Collected data:

=-=-=-=-=

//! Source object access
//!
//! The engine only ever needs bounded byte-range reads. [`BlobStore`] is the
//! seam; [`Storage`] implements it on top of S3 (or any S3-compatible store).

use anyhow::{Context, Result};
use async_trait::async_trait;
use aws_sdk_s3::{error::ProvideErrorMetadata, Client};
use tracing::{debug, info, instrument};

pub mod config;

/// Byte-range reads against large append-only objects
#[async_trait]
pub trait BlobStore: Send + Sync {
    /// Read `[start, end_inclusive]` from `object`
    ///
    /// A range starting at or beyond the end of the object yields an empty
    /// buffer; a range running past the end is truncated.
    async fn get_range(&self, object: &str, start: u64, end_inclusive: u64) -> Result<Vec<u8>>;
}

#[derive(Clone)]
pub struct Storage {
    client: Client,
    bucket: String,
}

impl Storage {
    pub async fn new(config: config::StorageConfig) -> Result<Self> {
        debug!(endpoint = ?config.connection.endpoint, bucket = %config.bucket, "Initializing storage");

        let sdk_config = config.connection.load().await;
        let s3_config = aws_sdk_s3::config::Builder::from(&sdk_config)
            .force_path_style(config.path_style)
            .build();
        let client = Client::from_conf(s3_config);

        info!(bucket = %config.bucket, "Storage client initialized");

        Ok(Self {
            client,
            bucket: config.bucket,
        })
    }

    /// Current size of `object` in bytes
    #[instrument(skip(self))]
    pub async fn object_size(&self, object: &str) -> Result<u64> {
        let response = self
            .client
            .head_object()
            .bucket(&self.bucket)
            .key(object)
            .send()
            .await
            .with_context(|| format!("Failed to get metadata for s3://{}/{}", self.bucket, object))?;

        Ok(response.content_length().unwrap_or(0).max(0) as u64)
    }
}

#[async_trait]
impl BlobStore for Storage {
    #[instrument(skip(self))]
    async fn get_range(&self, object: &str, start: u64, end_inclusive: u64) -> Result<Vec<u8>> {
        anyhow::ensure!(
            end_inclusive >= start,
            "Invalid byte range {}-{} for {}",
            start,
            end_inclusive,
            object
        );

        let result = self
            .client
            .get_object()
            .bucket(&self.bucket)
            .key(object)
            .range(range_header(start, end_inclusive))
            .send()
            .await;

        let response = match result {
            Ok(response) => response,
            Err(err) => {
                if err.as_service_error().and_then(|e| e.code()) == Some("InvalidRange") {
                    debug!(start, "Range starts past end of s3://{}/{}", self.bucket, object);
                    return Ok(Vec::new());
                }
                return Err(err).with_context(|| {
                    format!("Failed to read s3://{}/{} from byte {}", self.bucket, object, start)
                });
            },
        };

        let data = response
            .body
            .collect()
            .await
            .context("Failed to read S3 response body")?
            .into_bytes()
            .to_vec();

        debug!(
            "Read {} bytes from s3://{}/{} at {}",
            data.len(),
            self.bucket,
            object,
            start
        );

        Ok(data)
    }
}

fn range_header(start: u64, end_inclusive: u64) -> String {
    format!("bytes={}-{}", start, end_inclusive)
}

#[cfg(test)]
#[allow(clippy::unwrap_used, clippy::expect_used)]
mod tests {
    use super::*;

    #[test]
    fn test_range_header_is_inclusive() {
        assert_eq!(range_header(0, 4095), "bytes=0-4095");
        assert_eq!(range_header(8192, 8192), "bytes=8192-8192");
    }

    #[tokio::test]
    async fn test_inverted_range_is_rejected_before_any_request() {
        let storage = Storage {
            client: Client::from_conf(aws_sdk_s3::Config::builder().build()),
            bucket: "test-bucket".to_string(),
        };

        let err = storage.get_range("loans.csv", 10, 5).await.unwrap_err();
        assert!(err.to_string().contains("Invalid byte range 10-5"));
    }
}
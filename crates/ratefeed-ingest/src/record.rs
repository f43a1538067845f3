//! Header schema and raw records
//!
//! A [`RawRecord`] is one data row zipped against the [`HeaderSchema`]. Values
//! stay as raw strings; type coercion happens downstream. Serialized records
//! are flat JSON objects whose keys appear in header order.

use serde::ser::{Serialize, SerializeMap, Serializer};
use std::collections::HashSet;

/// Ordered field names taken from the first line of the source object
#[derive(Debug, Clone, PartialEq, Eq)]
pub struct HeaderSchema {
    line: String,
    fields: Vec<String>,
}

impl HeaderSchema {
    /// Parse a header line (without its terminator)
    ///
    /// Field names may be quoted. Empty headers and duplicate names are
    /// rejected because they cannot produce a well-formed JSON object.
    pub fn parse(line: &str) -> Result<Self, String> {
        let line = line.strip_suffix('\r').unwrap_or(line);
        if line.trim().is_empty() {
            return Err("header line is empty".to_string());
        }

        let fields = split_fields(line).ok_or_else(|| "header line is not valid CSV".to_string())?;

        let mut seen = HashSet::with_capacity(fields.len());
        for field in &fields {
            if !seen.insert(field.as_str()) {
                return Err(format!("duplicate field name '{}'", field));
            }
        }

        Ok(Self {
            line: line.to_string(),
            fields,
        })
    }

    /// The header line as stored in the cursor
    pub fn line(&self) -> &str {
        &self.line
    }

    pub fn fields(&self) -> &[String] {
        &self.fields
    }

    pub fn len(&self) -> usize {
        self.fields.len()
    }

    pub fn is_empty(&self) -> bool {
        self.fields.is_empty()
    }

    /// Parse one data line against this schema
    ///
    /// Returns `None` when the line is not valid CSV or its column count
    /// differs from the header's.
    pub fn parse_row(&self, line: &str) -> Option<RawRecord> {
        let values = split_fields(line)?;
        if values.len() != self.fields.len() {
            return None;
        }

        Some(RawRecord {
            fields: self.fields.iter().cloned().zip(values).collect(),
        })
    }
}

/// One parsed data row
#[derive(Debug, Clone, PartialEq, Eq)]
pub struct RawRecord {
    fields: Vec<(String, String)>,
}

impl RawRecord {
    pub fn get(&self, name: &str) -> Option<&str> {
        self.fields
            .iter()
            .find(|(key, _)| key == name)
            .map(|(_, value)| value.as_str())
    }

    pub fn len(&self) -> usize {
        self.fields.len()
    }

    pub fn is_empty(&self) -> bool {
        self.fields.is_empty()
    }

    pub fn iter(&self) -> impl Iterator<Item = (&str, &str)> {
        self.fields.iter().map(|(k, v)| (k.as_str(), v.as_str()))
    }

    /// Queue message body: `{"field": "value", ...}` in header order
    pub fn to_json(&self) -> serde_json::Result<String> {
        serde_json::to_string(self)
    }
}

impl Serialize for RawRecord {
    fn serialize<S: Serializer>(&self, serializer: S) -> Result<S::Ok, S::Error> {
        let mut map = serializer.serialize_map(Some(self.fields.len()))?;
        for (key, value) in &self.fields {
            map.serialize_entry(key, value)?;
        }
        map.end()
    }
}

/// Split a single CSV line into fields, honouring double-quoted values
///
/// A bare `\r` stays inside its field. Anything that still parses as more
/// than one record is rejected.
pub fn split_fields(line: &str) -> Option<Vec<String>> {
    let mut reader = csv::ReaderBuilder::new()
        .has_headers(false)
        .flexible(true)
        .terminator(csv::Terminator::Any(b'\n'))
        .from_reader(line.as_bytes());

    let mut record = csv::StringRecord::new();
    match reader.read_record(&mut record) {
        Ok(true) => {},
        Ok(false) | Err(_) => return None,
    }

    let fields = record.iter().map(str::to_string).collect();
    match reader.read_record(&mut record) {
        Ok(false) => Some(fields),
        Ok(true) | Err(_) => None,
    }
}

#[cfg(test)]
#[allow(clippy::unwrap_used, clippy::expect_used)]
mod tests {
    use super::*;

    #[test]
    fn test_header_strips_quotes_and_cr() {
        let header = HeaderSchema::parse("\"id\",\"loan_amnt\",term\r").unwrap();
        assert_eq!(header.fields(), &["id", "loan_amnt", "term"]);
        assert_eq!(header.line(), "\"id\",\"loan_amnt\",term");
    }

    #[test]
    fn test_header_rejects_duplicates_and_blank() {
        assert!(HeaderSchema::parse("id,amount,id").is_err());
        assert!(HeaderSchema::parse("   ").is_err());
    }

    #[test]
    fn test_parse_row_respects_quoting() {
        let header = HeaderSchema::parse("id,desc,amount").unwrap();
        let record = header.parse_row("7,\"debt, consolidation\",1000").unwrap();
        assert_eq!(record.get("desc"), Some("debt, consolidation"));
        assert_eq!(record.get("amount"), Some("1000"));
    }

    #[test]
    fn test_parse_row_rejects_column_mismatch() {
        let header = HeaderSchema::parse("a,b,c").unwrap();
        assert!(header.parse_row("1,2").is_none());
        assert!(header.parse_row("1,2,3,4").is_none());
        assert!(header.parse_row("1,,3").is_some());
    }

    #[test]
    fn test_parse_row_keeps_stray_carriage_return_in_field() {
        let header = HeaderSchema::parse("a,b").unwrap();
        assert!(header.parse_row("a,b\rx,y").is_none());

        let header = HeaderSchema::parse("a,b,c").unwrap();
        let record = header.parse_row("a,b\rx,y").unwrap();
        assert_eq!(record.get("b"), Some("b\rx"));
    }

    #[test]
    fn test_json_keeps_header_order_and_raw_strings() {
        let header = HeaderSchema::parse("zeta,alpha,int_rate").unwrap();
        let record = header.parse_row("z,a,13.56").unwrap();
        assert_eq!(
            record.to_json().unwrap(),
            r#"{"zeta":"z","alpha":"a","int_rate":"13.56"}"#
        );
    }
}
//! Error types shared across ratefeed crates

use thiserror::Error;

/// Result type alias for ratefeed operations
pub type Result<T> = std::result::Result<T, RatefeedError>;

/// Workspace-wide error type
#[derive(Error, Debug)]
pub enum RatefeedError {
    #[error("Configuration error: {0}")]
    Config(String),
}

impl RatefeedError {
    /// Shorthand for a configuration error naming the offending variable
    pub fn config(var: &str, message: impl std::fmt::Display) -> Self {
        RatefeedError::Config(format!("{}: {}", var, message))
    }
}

=-=-=-=-=

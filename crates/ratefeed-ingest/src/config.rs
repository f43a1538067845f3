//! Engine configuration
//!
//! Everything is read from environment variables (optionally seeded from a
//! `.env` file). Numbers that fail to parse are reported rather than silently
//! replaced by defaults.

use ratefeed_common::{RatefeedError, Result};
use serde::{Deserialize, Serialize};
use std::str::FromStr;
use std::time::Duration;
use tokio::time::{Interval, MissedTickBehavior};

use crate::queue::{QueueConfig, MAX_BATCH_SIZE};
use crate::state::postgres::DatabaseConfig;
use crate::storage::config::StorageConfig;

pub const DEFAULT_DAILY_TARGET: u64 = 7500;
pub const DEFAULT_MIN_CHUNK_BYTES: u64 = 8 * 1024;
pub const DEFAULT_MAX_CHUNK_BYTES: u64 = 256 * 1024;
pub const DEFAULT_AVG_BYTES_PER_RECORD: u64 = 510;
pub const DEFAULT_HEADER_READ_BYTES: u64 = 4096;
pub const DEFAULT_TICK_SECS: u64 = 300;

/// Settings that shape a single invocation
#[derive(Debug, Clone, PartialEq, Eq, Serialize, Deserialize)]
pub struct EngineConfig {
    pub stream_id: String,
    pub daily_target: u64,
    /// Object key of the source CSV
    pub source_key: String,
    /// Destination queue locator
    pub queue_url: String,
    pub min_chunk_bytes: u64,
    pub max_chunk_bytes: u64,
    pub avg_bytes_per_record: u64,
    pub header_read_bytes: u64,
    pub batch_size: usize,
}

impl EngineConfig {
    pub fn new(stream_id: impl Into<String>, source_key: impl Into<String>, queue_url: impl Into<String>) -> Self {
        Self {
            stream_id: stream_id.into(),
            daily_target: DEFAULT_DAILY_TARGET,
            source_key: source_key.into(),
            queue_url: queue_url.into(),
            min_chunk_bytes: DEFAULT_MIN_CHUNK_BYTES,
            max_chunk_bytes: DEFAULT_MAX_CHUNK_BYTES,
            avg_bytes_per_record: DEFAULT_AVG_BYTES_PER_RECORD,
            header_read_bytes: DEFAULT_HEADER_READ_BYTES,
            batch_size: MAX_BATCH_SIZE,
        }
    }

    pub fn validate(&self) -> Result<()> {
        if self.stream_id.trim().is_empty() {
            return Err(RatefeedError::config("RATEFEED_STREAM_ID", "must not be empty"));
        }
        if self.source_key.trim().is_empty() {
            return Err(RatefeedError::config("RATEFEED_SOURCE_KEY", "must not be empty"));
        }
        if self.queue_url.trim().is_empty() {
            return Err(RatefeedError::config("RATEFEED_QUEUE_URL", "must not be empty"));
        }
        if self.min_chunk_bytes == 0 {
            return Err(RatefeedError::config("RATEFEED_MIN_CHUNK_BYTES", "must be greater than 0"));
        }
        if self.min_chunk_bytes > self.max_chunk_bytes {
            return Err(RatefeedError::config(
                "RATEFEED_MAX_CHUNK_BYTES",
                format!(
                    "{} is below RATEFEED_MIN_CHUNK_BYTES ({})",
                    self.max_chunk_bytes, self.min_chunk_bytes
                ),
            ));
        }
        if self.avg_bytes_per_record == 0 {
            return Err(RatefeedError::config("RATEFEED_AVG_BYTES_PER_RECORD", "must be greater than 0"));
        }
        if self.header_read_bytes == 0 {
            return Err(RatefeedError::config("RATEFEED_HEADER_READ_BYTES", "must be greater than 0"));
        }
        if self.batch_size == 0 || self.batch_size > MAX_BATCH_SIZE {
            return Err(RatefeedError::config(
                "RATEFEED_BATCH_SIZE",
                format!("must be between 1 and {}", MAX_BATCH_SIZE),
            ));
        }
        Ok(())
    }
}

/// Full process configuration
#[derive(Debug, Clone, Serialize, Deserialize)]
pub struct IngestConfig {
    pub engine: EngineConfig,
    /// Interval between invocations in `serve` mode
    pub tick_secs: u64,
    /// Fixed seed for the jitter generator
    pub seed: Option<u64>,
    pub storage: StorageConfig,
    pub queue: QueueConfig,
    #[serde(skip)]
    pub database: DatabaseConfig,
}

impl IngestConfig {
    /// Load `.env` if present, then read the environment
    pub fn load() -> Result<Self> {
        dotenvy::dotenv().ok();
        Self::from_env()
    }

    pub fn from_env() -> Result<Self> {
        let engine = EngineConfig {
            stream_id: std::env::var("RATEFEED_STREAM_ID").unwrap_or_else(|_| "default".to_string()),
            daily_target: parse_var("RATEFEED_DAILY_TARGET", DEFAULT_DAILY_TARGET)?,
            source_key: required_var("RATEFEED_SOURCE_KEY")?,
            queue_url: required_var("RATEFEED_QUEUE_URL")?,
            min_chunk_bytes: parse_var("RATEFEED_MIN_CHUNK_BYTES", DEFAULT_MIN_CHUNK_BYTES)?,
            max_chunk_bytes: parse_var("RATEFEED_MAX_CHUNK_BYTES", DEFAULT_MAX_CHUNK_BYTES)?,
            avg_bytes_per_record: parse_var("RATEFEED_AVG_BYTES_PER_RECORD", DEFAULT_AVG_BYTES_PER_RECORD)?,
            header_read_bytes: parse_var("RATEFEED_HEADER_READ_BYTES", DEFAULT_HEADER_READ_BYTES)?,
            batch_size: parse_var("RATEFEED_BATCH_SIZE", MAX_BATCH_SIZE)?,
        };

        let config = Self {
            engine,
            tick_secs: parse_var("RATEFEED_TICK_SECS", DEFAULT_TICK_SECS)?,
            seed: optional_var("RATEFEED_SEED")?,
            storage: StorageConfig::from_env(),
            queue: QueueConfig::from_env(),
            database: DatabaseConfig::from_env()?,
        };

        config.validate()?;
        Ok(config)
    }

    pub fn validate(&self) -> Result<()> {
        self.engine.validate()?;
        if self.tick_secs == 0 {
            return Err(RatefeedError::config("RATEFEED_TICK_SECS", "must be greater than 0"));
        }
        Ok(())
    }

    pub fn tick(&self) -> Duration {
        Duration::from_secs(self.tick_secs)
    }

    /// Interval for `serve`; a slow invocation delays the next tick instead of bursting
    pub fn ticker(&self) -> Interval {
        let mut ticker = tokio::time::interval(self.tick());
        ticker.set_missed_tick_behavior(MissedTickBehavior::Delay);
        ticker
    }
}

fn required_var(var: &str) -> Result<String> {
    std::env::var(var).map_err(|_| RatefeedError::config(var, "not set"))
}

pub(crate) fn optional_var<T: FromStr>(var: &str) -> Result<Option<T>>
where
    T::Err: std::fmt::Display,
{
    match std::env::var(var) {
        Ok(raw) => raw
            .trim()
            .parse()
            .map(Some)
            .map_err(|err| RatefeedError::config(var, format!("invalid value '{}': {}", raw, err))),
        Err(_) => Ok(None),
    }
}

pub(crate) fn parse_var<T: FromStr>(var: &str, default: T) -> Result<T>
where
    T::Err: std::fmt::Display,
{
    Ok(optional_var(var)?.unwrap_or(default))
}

=-=-=-=-=

**What is required**:
The answer must consist of every line from the entries above that contains "HashSet".

**Solved exercise**:
use std::collections::HashSet;
        let mut seen = HashSet::with_capacity(fields.len());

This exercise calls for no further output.